#### [PROMPT]
From the entries below, extract every line that includes the word "cross".

Dataset items
//! Integration tests for vmath-rs crates.
//!
//! End-to-end checks of the vector API: arithmetic identities, parsing and
//! formatting round-trips, and serde interop.

#[cfg(test)]
mod tests {
    use approx::assert_relative_eq;
    use vmath_core::{Vec2, Vec3};

    /// The scenario from the demo binary: two points, their sum, three lengths.
    #[test]
    fn test_demo_vectors() {
        let a = Vec3::new(1.0, 2.0, 0.0);
        let b = Vec3::new(-3.0, 5.0, 0.0);
        let c = a + b;

        assert_eq!(c, Vec3::new(-2.0, 7.0, 0.0));
        assert_relative_eq!(a.length(), 2.236068, epsilon = 1e-6);
        assert_relative_eq!(b.length(), 5.830952, epsilon = 1e-6);
        assert_relative_eq!(c.length(), 7.28011, epsilon = 1e-5);
    }

    #[test]
    fn test_length_invariants() {
        let samples2 = [
            Vec2::new(3.0, 4.0),
            Vec2::new(-0.1, 0.7),
            Vec2::splat(123.456),
        ];
        for v in samples2 {
            assert_relative_eq!(
                v.length() * v.length(),
                v.length_squared(),
                max_relative = 1e-5
            );
            assert_relative_eq!(v.normalized().length(), 1.0, epsilon = 1e-6);
        }

        let samples3 = [
            Vec3::new(1.0, 2.0, 0.0),
            Vec3::new(-3.0, 5.0, 0.0),
            Vec3::new(0.001, -2.5, 40.0),
        ];
        for v in samples3 {
            assert_relative_eq!(
                v.length() * v.length(),
                v.length_squared(),
                max_relative = 1e-5
            );
            assert_relative_eq!(v.normalized().length(), 1.0, epsilon = 1e-6);
        }
    }

    #[test]
    fn test_axis_products() {
        assert_eq!(Vec3::X.dot(Vec3::Y), 0.0);
        assert_eq!(Vec3::X.cross(Vec3::Y), Vec3::Z);
        assert_eq!(Vec2::X.dot(Vec2::Y), 0.0);
        assert_eq!(Vec2::X.cross(Vec2::Y), 1.0);
    }

    #[test]
    fn test_symmetry_properties() {
        let u2 = Vec2::new(1.5, -2.0);
        let v2 = Vec2::new(0.25, 8.0);
        assert_eq!(u2.dot(v2), v2.dot(u2));
        assert_eq!(u2.cross(v2), -v2.cross(u2));
        assert_eq!(u2.distance(v2), v2.distance(u2));

        let u3 = Vec3::new(1.0, 2.0, 3.0);
        let v3 = Vec3::new(-4.0, 0.5, 2.0);
        assert_eq!(u3.dot(v3), v3.dot(u3));
        assert_eq!(u3.cross(v3), -v3.cross(u3));
        assert_eq!(u3.distance(v3), v3.distance(u3));
    }

    /// Display output fed back through a space-delimited parse reproduces the
    /// exact components (float Display prints a round-trippable form).
    #[test]
    fn test_display_parse_roundtrip() {
        let v2 = Vec2::new(0.1, 1.0 / 3.0);
        let parsed = Vec2::from_delimited(&v2.to_string(), ' ').unwrap();
        assert_eq!(parsed, v2);

        let v3 = Vec3::new(-2.0, 7.0, 0.30000001);
        let parsed = Vec3::from_delimited(&v3.to_string(), ' ').unwrap();
        assert_eq!(parsed, v3);
    }

    #[test]
    fn test_componentwise_product() {
        let u = Vec2::new(2.0, 3.0);
        let v = Vec2::new(10.0, 10.0);
        assert_eq!(u * v, Vec2::new(20.0, 30.0));

        let a = Vec3::new(2.0, 3.0, 4.0);
        let b = Vec3::new(10.0, 10.0, 10.0);
        assert_eq!(a * b, Vec3::new(20.0, 30.0, 40.0));
    }

    #[test]
    fn test_lerp_blend() {
        let a2 = Vec2::new(1.0, 1.0);
        let b2 = Vec2::new(3.0, 5.0);
        assert_eq!(a2.lerp(b2, 0.0), a2);
        assert_eq!(a2.lerp(b2, 0.5), Vec2::new(2.0, 3.0));
        assert_eq!(a2.lerp(b2, 1.0), b2);

        let a3 = Vec3::ZERO;
        let b3 = Vec3::new(10.0, 20.0, 30.0);
        assert_eq!(a3.lerp(b3, 0.0), a3);
        assert_eq!(a3.lerp(b3, 0.5), Vec3::new(5.0, 10.0, 15.0));
        assert_eq!(a3.lerp(b3, 1.0), b3);
    }

    #[test]
    fn test_parse_inputs() {
        assert_eq!("1,2,3".parse::<Vec3>().unwrap(), Vec3::new(1.0, 2.0, 3.0));
        assert_eq!("3.0, 4.0".parse::<Vec2>().unwrap(), Vec2::new(3.0, 4.0));
        assert_eq!(
            Vec3::from_delimited("1; 2; 3", ';').unwrap(),
            Vec3::new(1.0, 2.0, 3.0)
        );
    }

    #[test]
    fn test_parse_errors() {
        // wrong component count
        let err = "1,2".parse::<Vec3>().unwrap_err();
        assert!(err.is_count_error());

        let err = "1,2,3".parse::<Vec2>().unwrap_err();
        assert!(err.is_count_error());

        // blank and non-numeric fields
        let err = "1,,3".parse::<Vec3>().unwrap_err();
        assert!(err.is_number_error());

        let err = "1,two,3".parse::<Vec3>().unwrap_err();
        assert!(err.is_number_error());

        assert!("".parse::<Vec2>().is_err());
    }

    #[test]
    fn test_zero_length_normalization() {
        assert_eq!(Vec2::ZERO.try_normalized(), None);
        assert_eq!(Vec3::ZERO.try_normalized(), None);
        assert!(Vec2::ZERO.normalized().is_nan());
        assert!(Vec3::ZERO.normalized().is_nan());
    }

    #[test]
    fn test_point_distance() {
        let origin = Vec2::ZERO;
        let p = Vec2::new(3.0, 4.0);
        assert_eq!(origin.distance(p), 5.0);
    }

    #[test]
    fn test_serde_roundtrip() {
        let v2 = Vec2::new(0.5, -1.25);
        let json = serde_json::to_string(&v2).unwrap();
        assert_eq!(serde_json::from_str::<Vec2>(&json).unwrap(), v2);

        let v3 = Vec3::new(1.0, 2.0, 3.0);
        let json = serde_json::to_string(&v3).unwrap();
        assert_eq!(serde_json::from_str::<Vec3>(&json).unwrap(), v3);
    }

    #[test]
    fn test_aliases() {
        use vmath_core::{Color3, Point2, Point3};

        let p: Point2 = Vec2::new(1.0, 2.0);
        assert_eq!(p, Vec2::new(1.0, 2.0));

        let p: Point3 = Vec3::new(1.0, 2.0, 3.0);
        let gray: Color3 = Vec3::splat(0.5);
        assert_eq!(p.dot(gray), 3.0);
    }
}
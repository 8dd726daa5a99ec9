//! Delimited-string parsing shared by [`Vec2`](crate::Vec2) and
//! [`Vec3`](crate::Vec3).
//!
//! # Format
//!
//! ```text
//! <number><delim><number>[<delim><number>]
//! ```
//!
//! The delimiter is a single configurable character (callers default to a
//! comma). Whitespace around each number is tolerated; component count must
//! match the target type exactly. Anything else is a structured
//! [`Error`](crate::Error), and parsing never produces a partially-filled
//! vector.

use crate::error::{Error, Result};

/// Splits `s` on `delimiter` and parses exactly `expected` `f32` fields.
pub(crate) fn parse_fields(s: &str, delimiter: char, expected: usize) -> Result<Vec<f32>> {
    let s = s.trim();
    if s.is_empty() {
        return Err(Error::Empty);
    }

    let fields: Vec<&str> = s.split(delimiter).collect();
    if fields.len() != expected {
        return Err(Error::component_count(expected, fields.len()));
    }

    let mut values = Vec::with_capacity(expected);
    for (index, field) in fields.iter().enumerate() {
        let field = field.trim();
        let value = field
            .parse::<f32>()
            .map_err(|source| Error::invalid_component(index, field, source))?;
        values.push(value);
    }

    Ok(values)
}
//! Directory traversal for conflict artifacts.
//!
//! This module provides [`ConflictWalker`], which visits every directory
//! under a root, examines each non-directory entry, and streams two feeds:
//!
//! - conflict paths, one per entry whose name [looks like a conflict
//!   artifact](sc_core::is_conflict_artifact)
//! - throttled [`ProgressSnapshot`]s, closed by exactly one terminal snapshot
//!
//! # Traversal Order
//!
//! Directories are visited depth-first without following symbolic links.
//! Each directory is listed once by a single-level `ignore` walk, sorted by
//! name: its files are examined first, then its subdirectories are visited
//! in the same byte-wise name order, so a given tree always produces the
//! same sequence.
//!
//! # Failure Handling
//!
//! Unreadable directories and entry errors are logged, counted, and
//! collected into the returned [`WalkReport`]. The walk itself always runs to
//! the end (or until cancelled) and always sends the terminal snapshot.

use std::ffi::OsString;
use std::path::{Path, PathBuf};
use std::time::Instant;

use camino::{Utf8Path, Utf8PathBuf};
use ignore::WalkBuilder;
use sc_core::{ProgressSnapshot, is_conflict_artifact};
use tokio::sync::mpsc::UnboundedSender;
use tokio_util::sync::CancellationToken;
use tracing::{debug, info, trace, warn};

use crate::ScanConfig;
use crate::error::ScanError;
use crate::rate::RateWatcher;
use crate::stats::{ScanStats, StatsSnapshot};

/// The two output feeds of a walk.
///
/// Both channels are unbounded so the walker never waits on its consumer.
#[derive(Debug, Clone)]
pub struct WalkOutputs {
    /// Conflict artifact paths, in discovery order.
    pub conflicts: UnboundedSender<Utf8PathBuf>,
    /// Progress snapshots, ending with a terminal snapshot.
    pub progress: UnboundedSender<ProgressSnapshot>,
}

impl WalkOutputs {
    /// Returns `true` once nobody is listening on either feed.
    fn is_closed(&self) -> bool {
        self.conflicts.is_closed() && self.progress.is_closed()
    }
}

/// Outcome of a finished walk.
#[derive(Debug)]
pub struct WalkReport {
    /// Final counter values.
    pub stats: StatsSnapshot,
    /// Recoverable errors met along the way, in order.
    pub errors: Vec<ScanError>,
    /// Whether the walk stopped before visiting the whole tree.
    pub cancelled: bool,
}

/// Walks a directory tree looking for conflict artifacts.
///
/// # Examples
///
/// ```
/// use camino::Utf8Path;
/// use sc_scanner::{ConflictWalker, ScanConfig, ScanStats, WalkOutputs};
/// use tokio::sync::mpsc::unbounded_channel;
/// use tokio_util::sync::CancellationToken;
///
/// let dir = tempfile::tempdir().unwrap();
/// std::fs::write(dir.path().join("a.txt"), "x").unwrap();
/// std::fs::write(dir.path().join("a.sync-conflict-20230723-000249-ONMECE6.txt"), "y").unwrap();
///
/// let root = Utf8Path::from_path(dir.path()).unwrap();
/// let (conflicts, mut conflict_rx) = unbounded_channel();
/// let (progress, mut progress_rx) = unbounded_channel();
/// let outputs = WalkOutputs { conflicts, progress };
///
/// let walker = ConflictWalker::new(ScanConfig::new(root));
/// let report = walker.walk(&outputs, &ScanStats::new(), &CancellationToken::new());
///
/// assert_eq!(report.stats.examined, 2);
/// assert!(conflict_rx.try_recv().unwrap().as_str().ends_with("ONMECE6.txt"));
/// while let Ok(snapshot) = progress_rx.try_recv() {
///     if snapshot.is_terminal() {
///         assert_eq!(snapshot.examined, 2);
///     }
/// }
/// ```
#[derive(Debug, Clone)]
pub struct ConflictWalker {
    config: ScanConfig,
}

/// Mutable bookkeeping for one walk.
struct WalkState {
    watcher: RateWatcher,
    last_report: Instant,
    examined: u64,
    errors: Vec<ScanError>,
}

impl WalkState {
    fn new(smoothing_window: usize) -> Self {
        Self {
            watcher: RateWatcher::new(smoothing_window),
            last_report: Instant::now(),
            examined: 0,
            errors: Vec::new(),
        }
    }
}

/// One directory's entries, split by kind, each in name order.
#[derive(Debug, Default)]
struct Listing {
    files: Vec<OsString>,
    subdirs: Vec<PathBuf>,
}

impl ConflictWalker {
    /// Creates a walker for the given configuration.
    #[must_use]
    pub const fn new(config: ScanConfig) -> Self {
        Self { config }
    }

    /// Returns the root directory being walked.
    #[inline]
    #[must_use]
    pub fn root(&self) -> &Utf8Path {
        &self.config.root
    }

    /// Runs the walk to completion on the current thread.
    ///
    /// `cancel` is checked between directories; a cancelled walk still sends
    /// its terminal snapshot. If both output receivers have been dropped the
    /// walk stops as if cancelled.
    pub fn walk(
        &self,
        outputs: &WalkOutputs,
        stats: &ScanStats,
        cancel: &CancellationToken,
    ) -> WalkReport {
        info!(root = %self.config.root, "Starting conflict walk");

        let mut state = WalkState::new(self.config.smoothing_window);
        let mut cancelled = false;
        let mut pending = vec![self.config.root.clone().into_std_path_buf()];

        while let Some(dir) = pending.pop() {
            if cancel.is_cancelled() || outputs.is_closed() {
                cancelled = true;
                break;
            }

            let subdirs = self.visit_directory(&dir, outputs, stats, &mut state);
            // Reversed so the stack pops them in name order.
            pending.extend(subdirs.into_iter().rev());
        }

        // Nobody may be listening any more; the walk still ends normally.
        let _ = outputs.progress.send(ProgressSnapshot::finished(state.examined));

        let report = WalkReport {
            stats: stats.snapshot(),
            errors: state.errors,
            cancelled,
        };

        info!(
            examined = report.stats.examined,
            directories = report.stats.directories,
            conflicts = report.stats.conflicts,
            skipped_dirs = report.stats.skipped_dirs,
            cancelled,
            "Conflict walk completed"
        );

        report
    }

    /// Lists one directory, examines its files, and returns the
    /// subdirectories still to visit.
    fn visit_directory(
        &self,
        dir: &Path,
        outputs: &WalkOutputs,
        stats: &ScanStats,
        state: &mut WalkState,
    ) -> Vec<PathBuf> {
        let display_dir = Utf8PathBuf::from(dir.to_string_lossy().into_owned());

        let listing = match self.list_directory(dir, stats, state) {
            Ok(listing) => listing,
            Err(err) => {
                warn!(dir = %display_dir, error = %err, "Skipping unreadable directory");
                stats.increment_skipped_dirs();
                state.errors.push(ScanError::read_dir(display_dir, err));
                return Vec::new();
            }
        };
        stats.increment_directories();

        let utf8_dir = Utf8Path::from_path(dir);
        if utf8_dir.is_none() {
            debug!(dir = %display_dir, "Directory path is not UTF-8, conflicts cannot be reported");
            state.errors.push(ScanError::NonUtf8Path(dir.to_owned()));
        }

        let total = listing.files.len();
        for (index, name) in listing.files.iter().enumerate() {
            state.examined += 1;
            stats.increment_examined();
            state.watcher.tick();

            if state.last_report.elapsed() >= self.config.min_interval {
                if let Some(rate) = state.watcher.rate() {
                    state.last_report = Instant::now();
                    let remaining = (total - index) as u64;
                    trace!(rate, examined = state.examined, remaining, "Progress");
                    let _ = outputs.progress.send(ProgressSnapshot::scanning(
                        rate,
                        state.examined,
                        remaining,
                        &display_dir,
                    ));
                }
            }

            let (Some(dir), Some(name)) = (utf8_dir, name.to_str()) else {
                continue;
            };

            if is_conflict_artifact(name) {
                let path = dir.join(name);
                debug!(path = %path, "Found conflict artifact");
                stats.increment_conflicts();
                let _ = outputs.conflicts.send(path);
            }
        }

        listing.subdirs
    }

    /// Reads the entries of `dir` once, sorting them into files to examine
    /// and subdirectories to descend.
    ///
    /// Fails only when `dir` itself cannot be read; errors on single entries
    /// are recorded and the entry is skipped.
    fn list_directory(
        &self,
        dir: &Path,
        stats: &ScanStats,
        state: &mut WalkState,
    ) -> std::io::Result<Listing> {
        let mut listing = Listing::default();

        for result in self.build_lister(dir) {
            let entry = match result {
                Ok(entry) => entry,
                Err(err) if error_path(&err) == Some(dir) && err.io_error().is_some() => {
                    if let Some(io_err) = err.into_io_error() {
                        return Err(io_err);
                    }
                    continue;
                }
                Err(err) => {
                    record_walk_error(err, stats, state);
                    continue;
                }
            };

            if entry.depth() == 0 {
                continue;
            }

            let is_dir = entry.file_type().is_some_and(|ft| ft.is_dir());
            let is_link = entry.path_is_symlink();

            if is_dir {
                if self.is_skipped_dir(entry.file_name()) {
                    trace!(dir = %entry.path().display(), "Pruned directory");
                } else {
                    listing.subdirs.push(entry.into_path());
                }
            } else if is_link && entry.path().is_dir() {
                // Links to directories are neither descended nor examined.
                trace!(link = %entry.path().display(), "Skipping directory link");
            } else {
                listing.files.push(entry.file_name().to_owned());
            }
        }

        Ok(listing)
    }

    fn is_skipped_dir(&self, name: &std::ffi::OsStr) -> bool {
        self.config.skip_dirs.iter().any(|skip| name == skip.as_str())
    }

    /// Builds a single-level, name-sorted lister for `dir`.
    fn build_lister(&self, dir: &Path) -> ignore::Walk {
        WalkBuilder::new(dir)
            // A plain listing: no ignore files, hidden entries on request
            .standard_filters(false)
            .hidden(self.config.skip_hidden)
            .follow_links(false)
            .require_git(false)
            .max_depth(Some(1))
            .sort_by_file_name(|a, b| a.cmp(b))
            .build()
    }
}

/// Logs and records an error reported for a single entry.
fn record_walk_error(err: ignore::Error, stats: &ScanStats, state: &mut WalkState) {
    warn!(error = %err, "Skipping entry after walk error");
    stats.increment_walk_errors();
    state.errors.push(ScanError::Walk(err));
}

/// Finds the path an `ignore` error refers to, looking through wrappers.
fn error_path(err: &ignore::Error) -> Option<&Path> {
    match err {
        ignore::Error::WithPath { path, .. } => Some(path.as_path()),
        ignore::Error::WithDepth { err, .. } | ignore::Error::WithLineNumber { err, .. } => {
            error_path(err)
        }
        _ => None,
    }
}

#### [SOLUTION FOR THIS TASK]
        assert_eq!(Vec3::X.cross(Vec3::Y), Vec3::Z);
        assert_eq!(Vec2::X.cross(Vec2::Y), 1.0);
        assert_eq!(u2.cross(v2), -v2.cross(u2));
        assert_eq!(u3.cross(v3), -v3.cross(u3));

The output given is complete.